Die Mehrheit - knapp 60 Prozent - dieser Straftaten waren laut BKA weder rechten oder linken Gruppierungen zuzuordnen. Sie richteten sich den Angaben zufolge vor allem gegen das Gesundheitswesen, den Staat, seine Einrichtungen und Symbole, gegen die Polizei und gegen "sonstige politische Gegner". Durch die Pandemie sei "eine Polarisierung der politischen Diskussion zu beobachten", so Seehofer.

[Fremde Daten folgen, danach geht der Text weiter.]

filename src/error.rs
use crate::domain::payment::{PaymentStatus, RefundDetails};
use rust_decimal::Decimal;
use std::collections::BTreeMap;
use thiserror::Error;

pub type Result<T> = std::result::Result<T, PaymentError>;

/// Per-field validation failures, accumulated rather than fail-fast so a
/// caller receives the complete violation set in one response.
#[derive(Debug, Default, Clone, PartialEq, serde::Serialize)]
pub struct ValidationErrors(pub BTreeMap<String, String>);

impl ValidationErrors {
    pub fn new() -> Self {
        Self::default()
    }

    pub fn add(&mut self, field: &str, message: impl Into<String>) {
        self.0.insert(field.to_string(), message.into());
    }

    pub fn is_empty(&self) -> bool {
        self.0.is_empty()
    }

    /// Converts into a `PaymentError` if any field failed.
    pub fn into_result(self) -> Result<()> {
        if self.is_empty() {
            Ok(())
        } else {
            Err(PaymentError::Validation(self))
        }
    }
}

impl std::fmt::Display for ValidationErrors {
    fn fmt(&self, f: &mut std::fmt::Formatter<'_>) -> std::fmt::Result {
        let mut first = true;
        for (field, message) in &self.0 {
            if !first {
                write!(f, "; ")?;
            }
            write!(f, "{field}: {message}")?;
            first = false;
        }
        Ok(())
    }
}

#[derive(Error, Debug)]
pub enum PaymentError {
    #[error("{0} not found")]
    NotFound(&'static str),
    #[error("Validation failed: {0}")]
    Validation(ValidationErrors),
    #[error("Invalid status transition: {current} -> {requested}")]
    InvalidTransition {
        current: PaymentStatus,
        requested: PaymentStatus,
        allowed: Vec<PaymentStatus>,
    },
    #[error("{message}")]
    InvalidState {
        message: &'static str,
        current: PaymentStatus,
    },
    #[error("This payment has already been refunded")]
    AlreadyRefunded(RefundDetails),
    #[error("Invalid refund amount")]
    InvalidAmount { max_refund_amount: Decimal },
    #[error("Currency {0} is not supported")]
    UnsupportedCurrency(String),
    #[error("{0}")]
    Conflict(String),
    #[error("IO error: {0}")]
    Io(#[from] std::io::Error),
    #[error("JSON error: {0}")]
    Json(#[from] serde_json::Error),
    #[error("Internal error: {0}")]
    Internal(Box<dyn std::error::Error + Send + Sync>),
}

impl PaymentError {
    /// Single-field validation failure.
    pub fn validation(field: &str, message: impl Into<String>) -> Self {
        let mut errors = ValidationErrors::new();
        errors.add(field, message);
        Self::Validation(errors)
    }

    pub fn internal(message: impl Into<String>) -> Self {
        Self::Internal(message.into().into())
    }
}
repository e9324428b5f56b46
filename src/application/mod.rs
//! Application layer: the [`engine::PaymentEngine`] orchestrates domain
//! rules against the storage ports and is the single entry point for every
//! payment operation.

pub mod engine;
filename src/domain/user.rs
use chrono::{DateTime, Utc};
use serde::{Deserialize, Serialize};
use uuid::Uuid;

/// Flat user record. Payments only depend on users through existence checks,
/// but the record itself round-trips through the store.
#[derive(Debug, Clone, PartialEq, Serialize, Deserialize)]
#[serde(rename_all = "camelCase")]
pub struct User {
    pub id: Uuid,
    pub name: String,
    pub email: String,
    pub created_at: DateTime<Utc>,
}

impl User {
    pub fn new(name: String, email: String) -> Self {
        Self {
            id: Uuid::new_v4(),
            name,
            email,
            created_at: Utc::now(),
        }
    }
}
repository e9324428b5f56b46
pub mod json;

Mehr als verdoppelt hat sich gegenüber dem Vorjahr die Zahl der Straftaten, die sich gegen staatliche Einrichtungen und Symbole, Amts- und Mandatsträger richteten.
Opferverband kritisiert Unvollständigkeit der Daten
Judith Porath, Vorstand des Verbands der unabhängigen Opferberatungsstellen, sagte, die von den Polizeibehörden der Länder gemeldeten Zahlen zu rechter, rassistischer und antisemitischer Gewalt seien unvollständig.
Als Beispiel nannte sie eine lebensgefährliche Messerattacke auf einen jungen Algerier in Schweinfurt, die fälschlicherweise nicht als rassistischer Angriff gewertet worden sei.